[Task goal]
Each entry below must appear in the answer exactly as written.

[Extracted data]
┌──
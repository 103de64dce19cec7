//! Collaborator implementations used by the server binary.

use async_trait::async_trait;
use common::{Money, ProductId, UserId};
use domain::{
    Account, AccountDirectory, CatalogReader, CollaboratorError, NotificationEmitter,
    ProductSnapshot,
};
use sqlx::{PgPool, Row};
use uuid::Uuid;

fn unavailable(e: sqlx::Error) -> CollaboratorError {
    CollaboratorError::Unavailable(e.to_string())
}

/// Reads products from the catalog service's `products` table.
#[derive(Clone)]
pub struct PgCatalogReader {
    pool: PgPool,
}

impl PgCatalogReader {
    pub fn new(pool: PgPool) -> Self {
        Self { pool }
    }
}

#[async_trait]
impl CatalogReader for PgCatalogReader {
    #[tracing::instrument(skip(self))]
    async fn resolve_for_order(
        &self,
        product_id: ProductId,
    ) -> Result<ProductSnapshot, CollaboratorError> {
        let row = sqlx::query(
            "SELECT seller_id, name, price_cents, image_urls FROM products WHERE id = $1",
        )
        .bind(product_id.as_uuid())
        .fetch_optional(&self.pool)
        .await
        .map_err(unavailable)?
        .ok_or(CollaboratorError::ProductNotFound(product_id))?;

        Ok(ProductSnapshot {
            unit_price: Money::from_cents(row.try_get("price_cents").map_err(unavailable)?),
            seller_id: UserId::from_uuid(row.try_get::<Uuid, _>("seller_id").map_err(unavailable)?),
            name: row.try_get("name").map_err(unavailable)?,
            image_urls: row.try_get("image_urls").map_err(unavailable)?,
        })
    }
}

/// Reads accounts from the account service's `users` table.
#[derive(Clone)]
pub struct PgAccountDirectory {
    pool: PgPool,
}

impl PgAccountDirectory {
    pub fn new(pool: PgPool) -> Self {
        Self { pool }
    }
}

#[async_trait]
impl AccountDirectory for PgAccountDirectory {
    #[tracing::instrument(skip(self))]
    async fn find_account(&self, user_id: UserId) -> Result<Option<Account>, CollaboratorError> {
        let blocked: Option<bool> = sqlx::query_scalar("SELECT blocked FROM users WHERE id = $1")
            .bind(user_id.as_uuid())
            .fetch_optional(&self.pool)
            .await
            .map_err(unavailable)?;

        Ok(blocked.map(|blocked| Account {
            id: user_id,
            blocked,
        }))
    }
}

/// Emits each notification as a log event for a downstream shipper to pick up.
#[derive(Debug, Clone, Copy, Default)]
pub struct TracingNotifier;

#[async_trait]
impl NotificationEmitter for TracingNotifier {
    async fn notify(&self, user_id: UserId, message: &str) -> Result<(), CollaboratorError> {
        tracing::info!(target: "notifications", %user_id, message, "notification");
        Ok(())
    }
}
└──
[Solution for this task]
repository 103de64dce19cec7
//! Collaborator implementations used by the server binary.

use async_trait::async_trait;
use common::{Money, ProductId, UserId};
use domain::{
    Account, AccountDirectory, CatalogReader, CollaboratorError, NotificationEmitter,
    ProductSnapshot,
};
use sqlx::{PgPool, Row};
use uuid::Uuid;

fn unavailable(e: sqlx::Error) -> CollaboratorError {
    CollaboratorError::Unavailable(e.to_string())
}

/// Reads products from the catalog service's `products` table.
#[derive(Clone)]
pub struct PgCatalogReader {
    pool: PgPool,
}

impl PgCatalogReader {
    pub fn new(pool: PgPool) -> Self {
        Self { pool }
    }
}

#[async_trait]
impl CatalogReader for PgCatalogReader {
    #[tracing::instrument(skip(self))]
    async fn resolve_for_order(
        &self,
        product_id: ProductId,
    ) -> Result<ProductSnapshot, CollaboratorError> {
        let row = sqlx::query(
            "SELECT seller_id, name, price_cents, image_urls FROM products WHERE id = $1",
        )
        .bind(product_id.as_uuid())
        .fetch_optional(&self.pool)
        .await
        .map_err(unavailable)?
        .ok_or(CollaboratorError::ProductNotFound(product_id))?;

        Ok(ProductSnapshot {
            unit_price: Money::from_cents(row.try_get("price_cents").map_err(unavailable)?),
            seller_id: UserId::from_uuid(row.try_get::<Uuid, _>("seller_id").map_err(unavailable)?),
            name: row.try_get("name").map_err(unavailable)?,
            image_urls: row.try_get("image_urls").map_err(unavailable)?,
        })
    }
}

/// Reads accounts from the account service's `users` table.
#[derive(Clone)]
pub struct PgAccountDirectory {
    pool: PgPool,
}

impl PgAccountDirectory {
    pub fn new(pool: PgPool) -> Self {
        Self { pool }
    }
}

#[async_trait]
impl AccountDirectory for PgAccountDirectory {
    #[tracing::instrument(skip(self))]
    async fn find_account(&self, user_id: UserId) -> Result<Option<Account>, CollaboratorError> {
        let blocked: Option<bool> = sqlx::query_scalar("SELECT blocked FROM users WHERE id = $1")
            .bind(user_id.as_uuid())
            .fetch_optional(&self.pool)
            .await
            .map_err(unavailable)?;

        Ok(blocked.map(|blocked| Account {
            id: user_id,
            blocked,
        }))
    }
}

/// Emits each notification as a log event for a downstream shipper to pick up.
#[derive(Debug, Clone, Copy, Default)]
pub struct TracingNotifier;

#[async_trait]
impl NotificationEmitter for TracingNotifier {
    async fn notify(&self, user_id: UserId, message: &str) -> Result<(), CollaboratorError> {
        tracing::info!(target: "notifications", %user_id, message, "notification");
        Ok(())
    }
}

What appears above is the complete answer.